0x00pf
August 31, 2020, 7:31pm
5
Hi @digitalXmage ,
Are you maybe working with PIE binaries?. Check this out.
Had a question about this tutorial:
I’ve tried double-checking the code several times. Even tried pulling it off this github to ensure I wasn’t missing anything:
https://raw.githubusercontent.com/0x00pf/0x00sec_code/master/crypter/polycrypt.c
Every time I try to run it I get the following though:
$ ./polycrypt
mprotect:: Cannot allocate memory
Segmentation fault
At first I thought this may be some security feature on my device that was preventing that.
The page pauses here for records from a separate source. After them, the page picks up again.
//! Snapshot graph assembly with ghost placeholders for dangling edges.

use std::collections::{HashMap, HashSet};

use serde::Serialize;
use tracing::debug;

use crate::attrs::AttrBag;
use crate::model::{Edge, GHOST_KIND, Node};

/// Which endpoint of an edge was absent from the node set.
#[derive(Debug, Clone, Copy, PartialEq, Eq)]
pub enum MissingSide {
    Src,
    Dst,
}

impl MissingSide {
    pub fn as_str(self) -> &'static str {
        match self {
            MissingSide::Src => "src",
            MissingSide::Dst => "dst",
        }
    }

    pub fn reason(self) -> &'static str {
        match self {
            MissingSide::Src => "missing_src",
            MissingSide::Dst => "missing_dst",
        }
    }
}

/// Nodes (real first, then ghosts) and every input edge.
///
/// Every edge endpoint resolves to exactly one entry of `nodes`.
#[derive(Debug, Clone, Default, Serialize)]
pub struct Graph {
    pub nodes: Vec<Node>,
    pub edges: Vec<Edge>,
    pub ghost_nodes: Vec<Node>,
}

impl Graph {
    pub fn node(&self, id: &str) -> Option<&Node> {
        self.nodes.iter().find(|node| node.id == id)
    }
}

/// Builds a [`Graph`] from one snapshot's node and edge rows.
///
/// Edges are kept as given. Each distinct endpoint id missing from `nodes`
/// gets exactly one ghost node, however many edges reference it.
pub fn build_graph(nodes: Vec<Node>, edges: Vec<Edge>) -> Graph {
    let mut real = Vec::with_capacity(nodes.len());
    let mut index: HashMap<String, usize> = HashMap::with_capacity(nodes.len());
    for node in nodes {
        if index.contains_key(&node.id) {
            debug!(id = %node.id, "duplicate node row, keeping first");
            continue;
        }
        index.insert(node.id.clone(), real.len());
        real.push(node);
    }

    let mut ghost_nodes: Vec<Node> = Vec::new();
    let mut ghost_ids: HashSet<String> = HashSet::new();
    for edge in &edges {
        let sides = [
            (MissingSide::Src, &edge.src_id, &edge.dst_id),
            (MissingSide::Dst, &edge.dst_id, &edge.src_id),
        ];
        for (side, id, other) in sides {
            if index.contains_key(id.as_str()) || ghost_ids.contains(id.as_str()) {
                continue;
            }
            let anchor = index.get(other.as_str()).map(|&i| &real[i]);
            debug!(
                id = %id,
                reason = side.reason(),
                edge_kind = %edge.kind,
                "synthesizing ghost node"
            );
            ghost_ids.insert(id.clone());
            ghost_nodes.push(ghost_node(id, side, &edge.kind, anchor));
        }
    }

    if !ghost_nodes.is_empty() {
        debug!(
            nodes = real.len(),
            edges = edges.len(),
            ghosts = ghost_nodes.len(),
            "graph has dangling edges"
        );
    }

    let mut all = real;
    all.extend(ghost_nodes.iter().cloned());
    Graph {
        nodes: all,
        edges,
        ghost_nodes,
    }
}

fn ghost_node(id: &str, side: MissingSide, edge_kind: &str, anchor: Option<&Node>) -> Node {
    let attrs = AttrBag::empty()
        .with("reason", side.reason())
        .with("missing_side", side.as_str())
        .with("source", "dangling_edge")
        .with("edge_kind", edge_kind);
    let (process, proc_key) = anchor
        .map(|node| (node.process.clone(), node.proc_key.clone()))
        .unwrap_or_default();
    Node {
        id: id.to_string(),
        kind: GHOST_KIND.to_string(),
        process,
        proc_key,
        attrs,
    }
}

#[cfg(test)]
mod tests {
    use super::*;
    use crate::attrs::keys;

    fn node(id: &str) -> Node {
        Node::new(id, "mutex").in_process("app", "app-1")
    }

    fn edge(src: &str, dst: &str) -> Edge {
        Edge::new(src, dst, "needs")
    }

    fn assert_every_endpoint_resolves_once(graph: &Graph) {
        for e in &graph.edges {
            for id in [&e.src_id, &e.dst_id] {
                let hits = graph.nodes.iter().filter(|n| &n.id == id).count();
                assert_eq!(hits, 1, "endpoint {id} resolved {hits} times");
            }
        }
    }

    #[test]
    fn dangling_destination_becomes_ghost() {
        let graph = build_graph(vec![node("a")], vec![edge("a", "ghost1")]);
        assert_eq!(graph.nodes.len(), 2);
        assert_eq!(graph.edges.len(), 1);
        assert_eq!(graph.ghost_nodes.len(), 1);

        let ghost = graph.node("ghost1").expect("ghost present");
        assert!(ghost.is_ghost());
        assert_eq!(ghost.attrs.string(&["reason"]).as_deref(), Some("missing_dst"));
        assert_eq!(ghost.attrs.string(&["missing_side"]).as_deref(), Some("dst"));
        assert_eq!(ghost.attrs.string(&["source"]).as_deref(), Some("dangling_edge"));
        assert_eq!(ghost.process, "app");
        assert_eq!(graph.nodes[0].id, "a");
        assert_eq!(graph.nodes[1].id, "ghost1");
    }

    #[test]
    fn ghosts_are_deduplicated_per_missing_id() {
        let edges = vec![
            edge("a", "x"),
            edge("b", "x"),
            edge("x", "a"),
            edge("y", "a"),
            edge("y", "x"),
            edge("a", "z"),
        ];
        let graph = build_graph(vec![node("a"), node("b")], edges.clone());
        let mut ghost_ids: Vec<_> = graph.ghost_nodes.iter().map(|n| n.id.as_str()).collect();
        ghost_ids.sort();
        assert_eq!(ghost_ids, ["x", "y", "z"]);
        assert_eq!(graph.nodes.len(), 5);
        assert_every_endpoint_resolves_once(&graph);
    }

    #[test]
    fn first_reference_decides_ghost_reason() {
        let graph = build_graph(vec![node("a")], vec![edge("m", "a"), edge("a", "m")]);
        let ghost = graph.node("m").unwrap();
        assert_eq!(ghost.attrs.string(&["reason"]).as_deref(), Some("missing_src"));
    }

    #[test]
    fn edges_are_preserved_verbatim_including_duplicates() {
        let edges = vec![edge("a", "b"), edge("a", "b"), edge("q", "r")];
        let graph = build_graph(vec![node("a"), node("b")], edges.clone());
        assert_eq!(graph.edges, edges);
        assert_every_endpoint_resolves_once(&graph);
    }

    #[test]
    fn edge_with_both_endpoints_missing_yields_two_ghosts() {
        let graph = build_graph(vec![], vec![edge("p", "q")]);
        assert_eq!(graph.ghost_nodes.len(), 2);
        assert!(graph.ghost_nodes.iter().all(|g| g.process.is_empty()));
    }

    #[test]
    fn self_loop_on_missing_id_yields_one_ghost() {
        let graph = build_graph(vec![], vec![edge("loop", "loop")]);
        assert_eq!(graph.ghost_nodes.len(), 1);
        assert_every_endpoint_resolves_once(&graph);
    }

    #[test]
    fn duplicate_node_rows_keep_first() {
        let first = node("a").with_attrs(serde_json::json!({"label": "first"}));
        let second = node("a").with_attrs(serde_json::json!({"label": "second"}));
        let graph = build_graph(vec![first, second], vec![]);
        assert_eq!(graph.nodes.len(), 1);
        assert_eq!(graph.nodes[0].attrs.string(keys::LABEL).as_deref(), Some("first"));
    }
}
However, I was able to execute the…
and this
So i’ve been reading through and understanding pico’s elf file injector tutorial. Everything so far i’m understanding, however when it comes to the patching of the entry points etc in the:
elfi_mem_subst() function within the tutorial code.
From my understanding once the .text section of the payload has been written to the code cave after the .text section within the target file, we then have to use the elfi_mem_subst function to patch the return address to be the original entry point of the f…
The method doesn’t work with PIE, it needs to be updated to use a RIP relative jump instead of the absolute jump used in the original post, because an absolute jump doesn’t work on a PIE binary as it may be anywhere in memory
1 Like